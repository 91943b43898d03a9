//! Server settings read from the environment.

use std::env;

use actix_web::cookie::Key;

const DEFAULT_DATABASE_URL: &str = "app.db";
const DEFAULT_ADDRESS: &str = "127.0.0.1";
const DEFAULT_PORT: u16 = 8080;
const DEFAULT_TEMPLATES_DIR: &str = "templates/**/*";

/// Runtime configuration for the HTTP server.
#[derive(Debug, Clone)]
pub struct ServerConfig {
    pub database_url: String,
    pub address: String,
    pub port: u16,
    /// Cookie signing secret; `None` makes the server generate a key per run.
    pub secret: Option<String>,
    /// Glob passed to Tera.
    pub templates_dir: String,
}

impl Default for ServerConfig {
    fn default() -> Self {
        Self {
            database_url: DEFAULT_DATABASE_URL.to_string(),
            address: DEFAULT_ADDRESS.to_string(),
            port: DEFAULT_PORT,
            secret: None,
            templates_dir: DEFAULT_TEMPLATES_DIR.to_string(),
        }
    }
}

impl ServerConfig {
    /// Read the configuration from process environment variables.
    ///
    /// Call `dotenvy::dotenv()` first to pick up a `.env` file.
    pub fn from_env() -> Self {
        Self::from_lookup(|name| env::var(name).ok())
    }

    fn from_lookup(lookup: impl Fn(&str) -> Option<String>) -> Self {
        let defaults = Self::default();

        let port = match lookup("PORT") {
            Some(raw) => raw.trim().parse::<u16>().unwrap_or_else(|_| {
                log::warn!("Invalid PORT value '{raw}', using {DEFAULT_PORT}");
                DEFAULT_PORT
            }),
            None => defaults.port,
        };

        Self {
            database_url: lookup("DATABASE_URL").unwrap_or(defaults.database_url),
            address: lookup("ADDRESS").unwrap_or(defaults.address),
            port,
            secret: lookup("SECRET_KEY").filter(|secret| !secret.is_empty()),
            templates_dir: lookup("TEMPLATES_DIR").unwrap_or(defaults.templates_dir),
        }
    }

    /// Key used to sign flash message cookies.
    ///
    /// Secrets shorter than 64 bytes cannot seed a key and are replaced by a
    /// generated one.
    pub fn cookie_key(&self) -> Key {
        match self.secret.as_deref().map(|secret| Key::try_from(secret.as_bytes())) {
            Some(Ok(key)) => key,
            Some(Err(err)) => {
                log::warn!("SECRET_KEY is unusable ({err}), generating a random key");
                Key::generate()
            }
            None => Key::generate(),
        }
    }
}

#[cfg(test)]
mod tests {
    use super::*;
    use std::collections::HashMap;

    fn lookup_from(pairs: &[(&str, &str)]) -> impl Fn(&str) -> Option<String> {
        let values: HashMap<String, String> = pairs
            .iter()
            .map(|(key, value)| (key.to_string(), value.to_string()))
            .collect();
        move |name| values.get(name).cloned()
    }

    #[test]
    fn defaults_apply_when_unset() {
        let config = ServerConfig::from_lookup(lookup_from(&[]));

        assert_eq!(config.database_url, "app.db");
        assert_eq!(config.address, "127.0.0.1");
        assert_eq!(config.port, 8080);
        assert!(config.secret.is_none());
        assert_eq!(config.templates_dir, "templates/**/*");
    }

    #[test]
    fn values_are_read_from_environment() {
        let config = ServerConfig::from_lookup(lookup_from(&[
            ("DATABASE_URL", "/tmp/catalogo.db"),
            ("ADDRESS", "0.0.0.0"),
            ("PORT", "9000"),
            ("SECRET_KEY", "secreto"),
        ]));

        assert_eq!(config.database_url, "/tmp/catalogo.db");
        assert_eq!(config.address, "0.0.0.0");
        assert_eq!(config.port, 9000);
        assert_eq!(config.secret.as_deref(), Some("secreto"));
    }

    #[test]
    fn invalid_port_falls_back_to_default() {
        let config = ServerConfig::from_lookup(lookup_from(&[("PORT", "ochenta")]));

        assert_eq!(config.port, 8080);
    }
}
...
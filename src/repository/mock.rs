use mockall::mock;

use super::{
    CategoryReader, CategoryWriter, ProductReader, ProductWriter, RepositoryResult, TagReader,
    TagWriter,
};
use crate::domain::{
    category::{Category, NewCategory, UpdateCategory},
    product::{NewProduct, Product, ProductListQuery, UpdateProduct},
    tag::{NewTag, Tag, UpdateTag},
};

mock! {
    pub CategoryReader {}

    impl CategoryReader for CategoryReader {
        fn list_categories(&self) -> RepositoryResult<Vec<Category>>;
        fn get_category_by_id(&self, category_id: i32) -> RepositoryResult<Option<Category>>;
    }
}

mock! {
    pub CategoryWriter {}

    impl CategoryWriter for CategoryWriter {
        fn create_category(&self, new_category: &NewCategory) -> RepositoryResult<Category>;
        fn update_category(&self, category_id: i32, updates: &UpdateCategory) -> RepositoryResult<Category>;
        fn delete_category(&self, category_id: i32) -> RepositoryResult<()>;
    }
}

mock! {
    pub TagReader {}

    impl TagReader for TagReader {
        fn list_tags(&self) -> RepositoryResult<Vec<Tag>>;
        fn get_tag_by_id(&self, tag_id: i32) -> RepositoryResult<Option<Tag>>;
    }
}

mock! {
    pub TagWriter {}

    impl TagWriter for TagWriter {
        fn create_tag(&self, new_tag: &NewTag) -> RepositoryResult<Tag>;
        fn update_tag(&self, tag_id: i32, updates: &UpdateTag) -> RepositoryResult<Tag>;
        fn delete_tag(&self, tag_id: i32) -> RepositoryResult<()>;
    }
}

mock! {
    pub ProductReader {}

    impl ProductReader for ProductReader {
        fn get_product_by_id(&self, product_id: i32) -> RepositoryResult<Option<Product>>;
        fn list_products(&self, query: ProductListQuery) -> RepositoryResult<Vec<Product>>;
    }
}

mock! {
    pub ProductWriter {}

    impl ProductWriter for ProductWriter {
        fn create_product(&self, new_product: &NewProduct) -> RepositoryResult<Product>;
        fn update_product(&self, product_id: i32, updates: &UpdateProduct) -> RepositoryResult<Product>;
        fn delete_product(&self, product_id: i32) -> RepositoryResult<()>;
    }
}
* * *
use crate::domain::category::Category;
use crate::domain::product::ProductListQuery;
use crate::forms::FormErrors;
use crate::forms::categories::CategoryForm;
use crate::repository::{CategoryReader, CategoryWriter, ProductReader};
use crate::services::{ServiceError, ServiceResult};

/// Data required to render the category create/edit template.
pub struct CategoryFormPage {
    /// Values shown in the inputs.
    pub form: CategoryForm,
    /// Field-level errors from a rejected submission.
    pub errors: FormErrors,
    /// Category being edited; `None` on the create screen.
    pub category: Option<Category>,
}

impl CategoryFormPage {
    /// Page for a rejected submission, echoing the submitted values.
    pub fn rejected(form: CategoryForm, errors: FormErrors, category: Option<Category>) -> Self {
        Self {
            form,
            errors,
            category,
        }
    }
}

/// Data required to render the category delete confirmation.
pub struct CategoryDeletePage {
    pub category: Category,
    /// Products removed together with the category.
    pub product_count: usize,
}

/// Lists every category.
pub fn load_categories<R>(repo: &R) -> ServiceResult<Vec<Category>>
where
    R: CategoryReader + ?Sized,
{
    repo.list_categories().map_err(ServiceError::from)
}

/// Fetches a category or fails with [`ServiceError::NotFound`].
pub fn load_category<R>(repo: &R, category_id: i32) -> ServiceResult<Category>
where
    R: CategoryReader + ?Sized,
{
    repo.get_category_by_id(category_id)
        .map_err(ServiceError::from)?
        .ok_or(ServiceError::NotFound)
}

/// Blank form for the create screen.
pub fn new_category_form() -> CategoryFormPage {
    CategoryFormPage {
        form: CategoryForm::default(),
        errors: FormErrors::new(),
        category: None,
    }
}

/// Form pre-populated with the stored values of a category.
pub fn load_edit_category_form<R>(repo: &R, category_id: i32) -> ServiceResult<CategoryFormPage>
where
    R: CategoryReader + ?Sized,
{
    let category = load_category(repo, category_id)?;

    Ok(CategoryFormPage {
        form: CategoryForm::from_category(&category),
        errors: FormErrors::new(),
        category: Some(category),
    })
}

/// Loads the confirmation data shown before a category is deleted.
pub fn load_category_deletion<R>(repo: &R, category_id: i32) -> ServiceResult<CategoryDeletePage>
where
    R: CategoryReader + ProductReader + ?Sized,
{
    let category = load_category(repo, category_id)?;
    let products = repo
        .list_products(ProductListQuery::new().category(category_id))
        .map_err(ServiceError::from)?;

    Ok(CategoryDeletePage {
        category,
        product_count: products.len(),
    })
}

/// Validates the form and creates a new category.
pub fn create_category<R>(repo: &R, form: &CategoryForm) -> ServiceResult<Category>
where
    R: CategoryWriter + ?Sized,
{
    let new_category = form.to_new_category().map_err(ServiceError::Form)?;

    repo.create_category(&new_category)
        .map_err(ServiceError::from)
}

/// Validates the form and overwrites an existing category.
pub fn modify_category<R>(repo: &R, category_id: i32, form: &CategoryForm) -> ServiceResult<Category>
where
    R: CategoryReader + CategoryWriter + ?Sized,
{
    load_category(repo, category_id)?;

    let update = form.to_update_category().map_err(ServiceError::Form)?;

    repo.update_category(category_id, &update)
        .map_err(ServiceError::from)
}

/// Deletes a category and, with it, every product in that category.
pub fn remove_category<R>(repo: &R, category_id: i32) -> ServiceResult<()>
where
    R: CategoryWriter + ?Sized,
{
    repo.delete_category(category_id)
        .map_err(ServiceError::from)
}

Assigned task -
Return solely the number of lines in the data that include the word "NewTag".

Response -
2